Posted by on Mar 14, 2014 in Projects | No Comments

Usually the time lapse effect looks good when a long footage is compressed to a short video clip. There are common subjects such as:

  • Sky: Sun, Cloud, and Star movement
  • Slow natural process: Fruit rotting, Flower blossoming, Growth of plant, Ice melting
  • Movements of a busy city street

Based on other timelaps effect projects, these are the design keys:

  • Familiar subjects can be good since the time-lapse effects adds freshness to the visual.
  • The time-lapse effect gets emphasized when there is a contrast in subjects’ movement. e.g., Fast moving clouds and static buildings.
  • Changes of light or focus can be combined and make the time-lapse effect even more convincing.
  • Adding anything implies the time change (Daylight to Nighttime) can be helpful.

However, following the same workflow doesn’t make sense for 3D animations.
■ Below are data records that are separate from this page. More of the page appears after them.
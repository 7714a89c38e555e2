//! crates/tr_algo/src/tally.rs
//! Per-user tally: one record per user, O(1) amortized lookup, first-seen
//! insertion order preserved for downstream tie-breaking.

use std::collections::HashMap;

use tr_core::EntityKind;

/// Running counters for one user. Counters only ever grow; records are never
/// removed during a run.
#[derive(Debug, Clone, PartialEq, Eq)]
pub struct UserRecord {
    pub user: String,
    pub points: u64,
    pub paths: u64,
    pub relations: u64,
}

impl UserRecord {
    fn new(user: String) -> Self {
        UserRecord { user, points: 0, paths: 0, relations: 0 }
    }

    /// Sum of all three counters.
    #[inline]
    pub fn total(&self) -> u64 {
        self.points + self.paths + self.relations
    }
}

/// Accumulator over all users seen during the pass.
///
/// Records live in first-seen order in `records`; `index` maps a user name
/// to its slot. Iteration for ranking always goes through the ordered
/// records, never the map, so map iteration order is irrelevant.
#[derive(Debug, Default)]
pub struct UserTally {
    records: Vec<UserRecord>,
    index: HashMap<String, usize>,
}

impl UserTally {
    pub fn new() -> Self {
        Self::default()
    }

    pub fn len(&self) -> usize {
        self.records.len()
    }

    pub fn is_empty(&self) -> bool {
        self.records.is_empty()
    }

    /// Credit one attributed entity of `kind` to `user`, creating the record
    /// on first sight.
    pub fn record(&mut self, user: &str, kind: EntityKind) {
        let slot = match self.index.get(user) {
            Some(&i) => i,
            None => {
                let i = self.records.len();
                self.records.push(UserRecord::new(user.to_string()));
                self.index.insert(user.to_string(), i);
                i
            }
        };
        let rec = &mut self.records[slot];
        match kind {
            EntityKind::Point => rec.points += 1,
            EntityKind::Path => rec.paths += 1,
            EntityKind::Relation => rec.relations += 1,
        }
    }

    /// Borrowing view in first-seen order.
    pub fn records(&self) -> &[UserRecord] {
        &self.records
    }

    /// Freeze the accumulation and hand the records to the ranking phase.
    pub fn into_records(self) -> Vec<UserRecord> {
        self.records
    }
}

#[cfg(test)]
mod tests {
    use super::*;

    #[test]
    fn counters_land_on_the_matching_kind() {
        let mut tally = UserTally::new();
        tally.record("alice", EntityKind::Point);
        tally.record("alice", EntityKind::Path);
        tally.record("alice", EntityKind::Path);
        tally.record("alice", EntityKind::Relation);

        let recs = tally.into_records();
        assert_eq!(recs.len(), 1);
        assert_eq!(recs[0].points, 1);
        assert_eq!(recs[0].paths, 2);
        assert_eq!(recs[0].relations, 1);
        assert_eq!(recs[0].total(), 4);
    }

    #[test]
    fn records_keep_first_seen_order() {
        let mut tally = UserTally::new();
        tally.record("carol", EntityKind::Point);
        tally.record("alice", EntityKind::Point);
        tally.record("bob", EntityKind::Point);
        tally.record("alice", EntityKind::Relation);

        let users: Vec<&str> = tally.records().iter().map(|r| r.user.as_str()).collect();
        assert_eq!(users, ["carol", "alice", "bob"]);
    }

    #[test]
    fn empty_tally_yields_no_records() {
        let tally = UserTally::new();
        assert!(tally.is_empty());
        assert!(tally.into_records().is_empty());
    }
}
Imagine how much work we need to create a 24 hour length animation in the first place – condensing this to 5 minutes would undo our efforts!

This is one of the test timelapse effect 3D movies I created based on an existing animation.

What we can do is emulating the timelapse effect using several tricks:

1) Render skipped frames from 3D software (e.g. Maya)
2) Changes in lighting over time
3) Adding a lot of camera motion

Since some medical mechanisms occur over a long period of time, for example tumor growth, showing time-lapse effect can convey scientific message in an engaging way.